00:00
Now, let’s move on to look at nucleic acids.
00:03
Nucleic acids are DNA and RNA.
00:07
Recall the monomers we call nucleotides.
00:10
In order to establish how DNA is put together,
we need to take a closer look at the nucleotide itself.
00:17
There are three components.
00:19
There’s a five carbon sugar which is called ribose
and then, we have a nitrogenous base as well as a phosphate group.
00:26
First, let’s look at the ribose sugar.
00:29
It has five carbons.
00:31
They’re labelled number one through number five.
00:33
You’ll notice that the number one carbon has the nitrogenous base attached to it
and the number two carbon has either an OH group or an H group,
depending on whether we’re dealing with RNA or DNA, that’s the only difference.
00:49
The three prime carbon has a particularly important group.
00:53
That’s the OH group.
00:55
You’re going to see that this is important
in how each of these nucleotides attach to each other.
01:01
Recall that whole dehydration synthesis thing.
01:04
So then on the five prime carbon which is up on the top stick,
you’ll see that there’s a phosphate group.
01:11
So the labelling of these three prime and five prime carbons are particularly important.
01:17
So again, on the one prime carbon, we have our nitrogenous base.
01:21
The nitrogenous base could be an adenine, a guanine,
a cytosine, or a thymine, or a uracil if it’s RNA
and on the five prime carbon, we have that phosphate group.
01:32
Again, there’s a polarity in this molecule
where we need to know the five prime carbon distinctly
from the three prime carbon with the OH group on it.
01:41
So how did these come together?
Well, it’s our friend, dehydration synthesis again.
01:48
We have a covalent bond forming between the three prime OH
and the five prime phosphate group on the next nucleotide.
01:56
So an OH comes off the phosphate and H comes from the sugar,
we form water, and so we have a covalent bond
which we call a phosphodiester bond when it’s in nucleic acids.
02:10
There are five types of nitrogenous basis.
02:16
There are the purines which are double ring structures
that we see here are adenine and guanine.
02:24
There are also pyrimidines which are single ring structures.
02:28
You’ll notice that those are cytosine, thymine, and then, uracil when we’re dealing with RNA.
02:36
Now, how do we keep these distinct from each other?

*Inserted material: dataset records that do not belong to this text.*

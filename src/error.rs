//! Error taxonomy shared by the cache, resolver and affinity components
//!
//! Recoverable conditions (not found, permission denied, timeout) are absorbed
//! at component boundaries and turned into `None`/`false` results. Only
//! resource exhaustion is treated as fatal and propagated.

use std::time::Duration;

/// Broad classification used to decide whether an error may be absorbed
#[derive(Debug, Clone, Copy, PartialEq, Eq, Hash)]
pub enum ErrorCategory {
    /// Lookup produced nothing
    NotFound,
    /// Operating system refused access
    Permission,
    /// Operation exceeded its deadline
    Timing,
    /// Memory or handle exhaustion
    Resource,
    /// Caller supplied invalid input
    Argument,
    /// Invalid configuration values
    Configuration,
    /// Other I/O failure
    Io,
}

/// Error type for all governor operations
#[derive(Debug, Clone, PartialEq)]
pub enum GovernorError {
    NotFound,
    PermissionDenied(String),
    Timeout(Duration),
    ResourceExhausted(String),
    InvalidArgument(String),
    InvalidConfiguration(String),
    Io(String),
}

impl std::fmt::Display for GovernorError {
    fn fmt(&self, f: &mut std::fmt::Formatter<'_>) -> std::fmt::Result {
        match self {
            GovernorError::NotFound => write!(f, "Not found"),
            GovernorError::PermissionDenied(msg) => write!(f, "Permission denied: {}", msg),
            GovernorError::Timeout(after) => {
                write!(f, "Operation timed out after {} ms", after.as_millis())
            }
            GovernorError::ResourceExhausted(msg) => write!(f, "Resource exhausted: {}", msg),
            GovernorError::InvalidArgument(msg) => write!(f, "Invalid argument: {}", msg),
            GovernorError::InvalidConfiguration(msg) => {
                write!(f, "Invalid configuration: {}", msg)
            }
            GovernorError::Io(msg) => write!(f, "I/O error: {}", msg),
        }
    }
}

impl std::error::Error for GovernorError {}

impl GovernorError {
    #[inline(always)]
    pub fn permission_denied(msg: impl Into<String>) -> Self {
        Self::PermissionDenied(msg.into())
    }

    #[inline(always)]
    pub fn resource_exhausted(msg: impl Into<String>) -> Self {
        Self::ResourceExhausted(msg.into())
    }

    #[inline(always)]
    pub fn invalid_argument(msg: impl Into<String>) -> Self {
        Self::InvalidArgument(msg.into())
    }

    #[inline(always)]
    pub fn invalid_configuration(msg: impl Into<String>) -> Self {
        Self::InvalidConfiguration(msg.into())
    }

    pub fn category(&self) -> ErrorCategory {
        match self {
            Self::NotFound => ErrorCategory::NotFound,
            Self::PermissionDenied(_) => ErrorCategory::Permission,
            Self::Timeout(_) => ErrorCategory::Timing,
            Self::ResourceExhausted(_) => ErrorCategory::Resource,
            Self::InvalidArgument(_) => ErrorCategory::Argument,
            Self::InvalidConfiguration(_) => ErrorCategory::Configuration,
            Self::Io(_) => ErrorCategory::Io,
        }
    }

    /// Fatal errors must never be swallowed by a fallback chain
    pub fn is_fatal(&self) -> bool {
        self.category() == ErrorCategory::Resource
    }
}

impl From<std::io::Error> for GovernorError {
    fn from(error: std::io::Error) -> Self {
        use std::io::ErrorKind;

        match error.kind() {
            ErrorKind::NotFound => GovernorError::NotFound,
            ErrorKind::PermissionDenied => GovernorError::PermissionDenied(error.to_string()),
            ErrorKind::TimedOut => GovernorError::Timeout(Duration::ZERO),
            ErrorKind::OutOfMemory => GovernorError::ResourceExhausted(error.to_string()),
            _ => GovernorError::Io(error.to_string()),
        }
    }
}

impl From<toml::de::Error> for GovernorError {
    fn from(error: toml::de::Error) -> Self {
        GovernorError::InvalidConfiguration(error.to_string())
    }
}

pub type GovernorResult<T> = Result<T, GovernorError>;

#[cfg(test)]
mod tests {
    use super::*;
    use std::io;

    #[test]
    fn test_io_error_mapping() {
        let denied: GovernorError = io::Error::new(io::ErrorKind::PermissionDenied, "elevated").into();
        assert_eq!(denied.category(), ErrorCategory::Permission);
        assert!(!denied.is_fatal());

        let missing: GovernorError = io::Error::new(io::ErrorKind::NotFound, "gone").into();
        assert_eq!(missing, GovernorError::NotFound);

        let oom: GovernorError = io::Error::new(io::ErrorKind::OutOfMemory, "oom").into();
        assert!(oom.is_fatal());
    }

    #[test]
    fn test_display() {
        let err = GovernorError::Timeout(Duration::from_secs(60));
        assert_eq!(err.to_string(), "Operation timed out after 60000 ms");
        assert_eq!(
            GovernorError::invalid_argument("width").to_string(),
            "Invalid argument: width"
        );
    }
}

It could be hard to remember but I have the rule of Y’s,
P-Y-rimidines, Pyrimidines belong with cytosines, C-Y-tosine, and T, thymine, alright?
And so, the rule of Y’s helps us keep pyrimidines together.
02:55
Uracil, we know replaces thymine when we’re dealing with RNA,
and so we can keep that in the group with pyrimidines also.
03:03
Now, how do you know which ones are single ring versus double ring?
Well, pyrimidines is a longer word than purines
and so the larger ring structure goes with the smaller word, it’s opposite.
03:16
The larger word goes with the smaller ring structure.
03:20
That’s how I keep it straight anyway.
03:23
So moving on, we have our monomers which are the nucleotides.
03:29
We have the polymer which is the nucleic acid
and then, we have another N word, the nitrogenous base.
03:38
So I kind of keep those in scale of thinking about an outline
where we have the nucleic acid, a long word.
03:46
We have the nucleotide and then, at a next level down, the nitrogenous base.
03:53
I kind of imagine it like a step
and sort of memorize that in your mind to keep them up straight.
03:59
So when we put these together, we start seeing a chain
and I had introduced to you that the five prime end and the three prime end
are pretty important.
04:10
So we are going to call the five prime end, the end with the phosphate hanging out
because that’s on the five prime carbon,
and the three prime end is the end with the three prime OH group hanging out.
04:23
Very important as you’re going to see later
when we talk about how DNA makes copies of itself during cell duplication.